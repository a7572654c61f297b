//! In-process execution backend.
//!
//! [`LocalJobQueue`] implements the `JobQueue` boundary without a broker:
//! submission spawns the handler on a blocking thread and the job's
//! authoritative state lives in an in-memory map keyed by the generated
//! job identifier. Used for local/dev deployments and tests; production
//! deployments point the gateway at a remote queue service instead.

use std::collections::HashMap;
use std::sync::Arc;

use async_trait::async_trait;
use tokio::sync::RwLock;
use uuid::Uuid;
use zeus_core::job::RemoteJobState;
use zeus_queue::{JobQueue, QueueError};

use crate::registry::{ScriptHandler, ScriptRegistry};

/// Local [`JobQueue`] backed by the script registry.
pub struct LocalJobQueue {
    registry: Arc<ScriptRegistry>,
    states: Arc<RwLock<HashMap<String, RemoteJobState>>>,
}

impl LocalJobQueue {
    pub fn new(registry: Arc<ScriptRegistry>) -> Self {
        Self {
            registry,
            states: Arc::new(RwLock::new(HashMap::new())),
        }
    }

    fn resolve_handler(
        &self,
        module_name: &str,
        script_name: Option<&str>,
    ) -> Result<ScriptHandler, QueueError> {
        let handler = match script_name {
            Some(script) => self.registry.handler(module_name, script),
            None => self.registry.module_handler(module_name),
        };
        handler.ok_or_else(|| match script_name {
            Some(script) => {
                QueueError::Protocol(format!("no handler for script {module_name}.{script}"))
            }
            None => QueueError::Protocol(format!("no handler for module {module_name}")),
        })
    }
}

#[async_trait]
impl JobQueue for LocalJobQueue {
    async fn submit(
        &self,
        module_name: &str,
        script_name: Option<&str>,
        parameters: &serde_json::Value,
    ) -> Result<String, QueueError> {
        // Resolved before anything is recorded: an unknown target fails the
        // submission instead of producing a job that can only fail later.
        let handler = self.resolve_handler(module_name, script_name)?;

        let external_id = Uuid::new_v4().to_string();
        self.states
            .write()
            .await
            .insert(external_id.clone(), RemoteJobState::Pending);

        let states = Arc::clone(&self.states);
        let id = external_id.clone();
        let params = parameters.clone();
        tokio::spawn(async move {
            states
                .write()
                .await
                .insert(id.clone(), RemoteJobState::Running);

            let outcome = tokio::task::spawn_blocking(move || handler(&params)).await;

            let final_state = match outcome {
                Ok(Ok(result)) => RemoteJobState::Succeeded { result },
                Ok(Err(error)) => {
                    tracing::warn!(job_id = %id, error = %error, "Script handler failed");
                    RemoteJobState::Failed { error }
                }
                Err(join_err) => {
                    tracing::error!(job_id = %id, error = %join_err, "Script handler panicked");
                    RemoteJobState::Failed {
                        error: format!("script execution aborted: {join_err}"),
                    }
                }
            };
            states.write().await.insert(id, final_state);
        });

        Ok(external_id)
    }

    async fn status(&self, external_id: &str) -> Result<Option<RemoteJobState>, QueueError> {
        Ok(self.states.read().await.get(external_id).cloned())
    }
}
//! Repository for the `scripts` catalog table.

use sqlx::PgPool;

use crate::models::script::Script;

/// Column list shared across queries to avoid repetition.
const COLUMNS: &str =
    "id, module_name, name, display_name, description, location, created_at, updated_at";

/// Result of a catalog upsert: the row plus whether it was newly created.
#[derive(Debug)]
pub struct UpsertedScript {
    pub script: Script,
    pub created: bool,
}

/// Provides catalog operations for scripts.
pub struct ScriptRepo;

impl ScriptRepo {
    /// Insert or refresh one script's metadata.
    ///
    /// Returns whether the row was newly created so the caller can apply
    /// the discovery grant policy to new scripts only.
    pub async fn upsert(
        pool: &PgPool,
        module_name: &str,
        name: &str,
        display_name: &str,
        description: &str,
        location: &str,
    ) -> Result<UpsertedScript, sqlx::Error> {
        if let Some(existing) = Self::find_by_module_and_name(pool, module_name, name).await? {
            let query = format!(
                "UPDATE scripts SET
                    display_name = $2,
                    description = $3,
                    location = $4,
                    updated_at = NOW()
                 WHERE id = $1
                 RETURNING {COLUMNS}"
            );
            let script = sqlx::query_as::<_, Script>(&query)
                .bind(existing.id)
                .bind(display_name)
                .bind(description)
                .bind(location)
                .fetch_one(pool)
                .await?;
            return Ok(UpsertedScript {
                script,
                created: false,
            });
        }

        let query = format!(
            "INSERT INTO scripts (module_name, name, display_name, description, location)
             VALUES ($1, $2, $3, $4, $5)
             RETURNING {COLUMNS}"
        );
        let script = sqlx::query_as::<_, Script>(&query)
            .bind(module_name)
            .bind(name)
            .bind(display_name)
            .bind(description)
            .bind(location)
            .fetch_one(pool)
            .await?;
        Ok(UpsertedScript {
            script,
            created: true,
        })
    }

    /// Find a script by its `(module, name)` identity.
    pub async fn find_by_module_and_name(
        pool: &PgPool,
        module_name: &str,
        name: &str,
    ) -> Result<Option<Script>, sqlx::Error> {
        let query = format!("SELECT {COLUMNS} FROM scripts WHERE module_name = $1 AND name = $2");
        sqlx::query_as::<_, Script>(&query)
            .bind(module_name)
            .bind(name)
            .fetch_optional(pool)
            .await
    }

    /// List the full catalog, ordered by module then script name.
    pub async fn list(pool: &PgPool) -> Result<Vec<Script>, sqlx::Error> {
        let query = format!("SELECT {COLUMNS} FROM scripts ORDER BY module_name ASC, name ASC");
        sqlx::query_as::<_, Script>(&query).fetch_all(pool).await
    }
}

****************

YOUR INSTRUCTIONS — Which lines of the records contain "RETURNING"? Show each of them.

TASK ANSWER —
                 RETURNING {COLUMNS}"
             RETURNING {COLUMNS}"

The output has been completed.